Lise Andries : Je fréquente
la BnF depuis vingt-cinq ans. J’ai connu les affres du rodage
informatique sur le site François-Mitterrand. Mais aujourd’hui,
je me suis bien habituée à ce site : j’apprécie
la proximité du libre accès,
la commodité de réserver une place par Internet ou par
téléphone, de consulter à domicile des notices
qui m’intéressent.
Je serais plus réservée sur la numérisation des
textes, qui nous inquiète beaucoup, nous autres chercheurs.
Car elle peut renforcer la tentation pour les conservateurs de réaliser
un vieux rêve qui est de raréfier, par souci de préservation
du patrimoine, l’accès aux documents sources. Or dans
la littérature de colportage du XVIIIe siècle que j’étudie,
l’approche physique du papier est essentielle. De la même
façon, pour étudier les archives de police anciennes,
on doit pouvoir aussi examiner au plus près la couleur de l’encre,
la maladresse du trait due à la posture de celui qui prêtait
son dos en guise d’écritoire… C’est pourquoi
la numérisation peut avoir ses limites et gêner l’historien.
Ch. :
Pensez-vous cependant qu’elle démocratise l’accès
au savoir ?
L. A. : C’est un outil de vulgarisation
remarquable pour le grand public, une étape intermédiaire
pour la découverte de grands textes ou de textes moins connus.
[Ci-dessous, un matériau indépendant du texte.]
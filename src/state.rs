//! Array-wide state: the disks under protection plus the knobs the scan
//! observes.

use crate::disk::Disk;
use crate::filter::Filters;

/// Default parity block size, 256 KiB.
pub const DEFAULT_BLOCK_SIZE: u64 = 256 * 1024;

#[derive(Debug, Clone)]
pub struct ScanOptions {
    pub block_size: u64,
    /// Use the path as primary file identity instead of the inode.
    /// For filesystems whose inodes are not stable across remounts.
    pub find_by_name: bool,
    /// Accept files that regressed to zero size under the same name.
    pub force_zero: bool,
    /// Accept disks whose previously recorded entries all vanished.
    pub force_empty: bool,
}

impl Default for ScanOptions {
    fn default() -> Self {
        ScanOptions {
            block_size: DEFAULT_BLOCK_SIZE,
            find_by_name: false,
            force_zero: false,
            force_empty: false,
        }
    }
}

pub struct State {
    pub opts: ScanOptions,
    pub filters: Filters,
    pub disks: Vec<Disk>,
    /// Set whenever the catalog is mutated; the owner serializes the
    /// content file when this is up.
    pub need_write: bool,
}

impl State {
    pub fn new(opts: ScanOptions, filters: Filters) -> Self {
        State {
            opts,
            filters,
            disks: Vec::new(),
            need_write: false,
        }
    }

    pub fn add_disk(&mut self, disk: Disk) {
        self.disks.push(disk);
    }
}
La séparation est encore forte entre l’érudition
des chercheurs spécialistes et la curiosité du grand
public qui a envie de s’informer et qui s’intéresse
à l’histoire. Les passerelles entre ces deux mondes ne
vont pas de soi. Aussi des sites comme ceux de la BnF ou d’autres
organismes sont-ils importants de ce point de vue. Et je suis très
sensible au fait que les moteurs de recherche accessibles au grand
public mettent à la disposition de tous une information, donnée
parfois par des anonymes. J’en ai fait l’expérience
sur Google, où je suis tombée sur un sujet que je ne
recherchais pas à priori et qui m’a permis de découvrir
un excellent article, généreusement mis en ligne par
un chercheur, avec ses notes, citations et références.
J’ai trouvé cela formidable.
Je vois une vraie générosité, libertaire même,
dans ce mode de partage du savoir.
Ch. :
Recourez-vous à l’électronique pour rédiger
?
L. A. : Pour préparer La
Bibliothèque bleue, j’ai pris des notes sur mon
portable à la BnF, mais je continue d’en prendre sur
papier. Autrefois, je faisais mes "couper-coller" avec des
ciseaux, de la colle et du Tipex, c’était presque un
travail de couture ! Aujourd’hui, le "couper-coller"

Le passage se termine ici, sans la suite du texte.